From CNN’s Allegra Goodwin

A mother and her 6-year-old daughter were rescued alive from a collapsed house in the Turkish city of Kahramanmaraş Thursday, 68 hours after the magnitude 7.8 earthquake that struck Turkey and Syria on Monday. 

German aid organization @fire, working alongside British aid organization SARAID, said in a statement that the mother and child were located in the rubble of the collapsed building around 5 a.m. local time on Wednesday. 

“For nearly 20 hours, disaster relief workers worked their way through the rubble. Using heavy equipment and manual labor, the task was to create a tunnel through the rubble in order to be able to rescue the mother and child,” according to the statement. 

The rescue mission was “a race against time,” @fire added, noting that the two were “in danger of freezing to death” amid sub-zero temperatures. 

The pair was rescued just after midnight on Thursday, according to the aid organization. 

Watch video of the rescue:

10:42 a.m. ET, February 9, 2023

Hundreds of bodies were delivered across Turkey-Syrian border before a UN convoy of aid arrived on Thursday

From CNN's Raja Razek, Rhea Mogul and Teele Rebane

Relatives surround a truck carrying bodies of Syrians killed in an earthquake in Turkey, upon their arrival by trucks through the border crossing of Bab al-Hawa on February 7.
Relatives surround a truck carrying bodies of Syrians killed in an earthquake in Turkey, upon their arrival by trucks through the border crossing of Bab al-Hawa on February 7. (Muhammad Haj Kadour/AFP/Getty Images)

A United Nations aid convoy, made up of six trucks carrying shelter items and Non Food Items (NFI), crossed from Turkey into northwest Syria Thursday through the Bab Al Hawa crossing — the only humanitarian aid corridor between Turkey and rebel-held areas of northern Syria.

The delivery ended a three-day period during which no aid arrived – just 300 bodies, according to the administration that controls the only access point between the two countries.

“How are roads okay for cars carrying bodies, but not for aid?” Mazen Alloush, Bab al-Hawa’s frustrated spokesperson had asked CNN.

A top aid official told CNN earlier that efforts to help people in quake-stricken regions of Syria have been “incredibly difficult,” because passage entries along the border were destroyed due to the disaster.

The situation in Syria is starkly different to Turkey, where 70 countries and 14 international organizations have promptly offered teams of rescuers, donations and aid.
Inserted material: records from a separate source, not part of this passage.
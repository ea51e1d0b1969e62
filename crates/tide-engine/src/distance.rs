//! Great-circle distance.

/// Mean Earth radius, kilometers.
const EARTH_RADIUS_KM: f64 = 6371.0;

/// Haversine distance between two coordinates, in kilometers.
pub fn haversine_km(lat1: f64, lon1: f64, lat2: f64, lon2: f64) -> f64 {
    let d_lat = (lat2 - lat1).to_radians();
    let d_lon = (lon2 - lon1).to_radians();

    let a = (d_lat / 2.0).sin().powi(2)
        + lat1.to_radians().cos() * lat2.to_radians().cos() * (d_lon / 2.0).sin().powi(2);
    let c = 2.0 * a.sqrt().atan2((1.0 - a).sqrt());

    EARTH_RADIUS_KM * c
}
The delivery of urgent supplies to quake-hit areas of northern Syria has been complicated by a long-running civil war between opposition forces and the Syrian government, led by President Bashar al-Assad, who is accused of killing his own people. Syrian Foreign Minister Faisal Mekdad says any aid it receives must go through the capital Damascus.

That leaves rebel-held areas reliant on aid groups including the UN, where millions were already suffering from the effects of extreme poverty and a cholera outbreak when the quake hit.

At the Bab al-Hawa border crossing, protesters hold signs asking why only bodies are being allowed through. The bodies belong to Syrian refugees who sought safety in Turkey and are now being sent back to be buried on home soil.

Meanwhile, “Syrians don’t know where their next meal comes from. When we say meal, it’s not about vegetables, not about meat… it’s about simple bread,” said Moutaz Adham, Oxfam’s country director for Syria.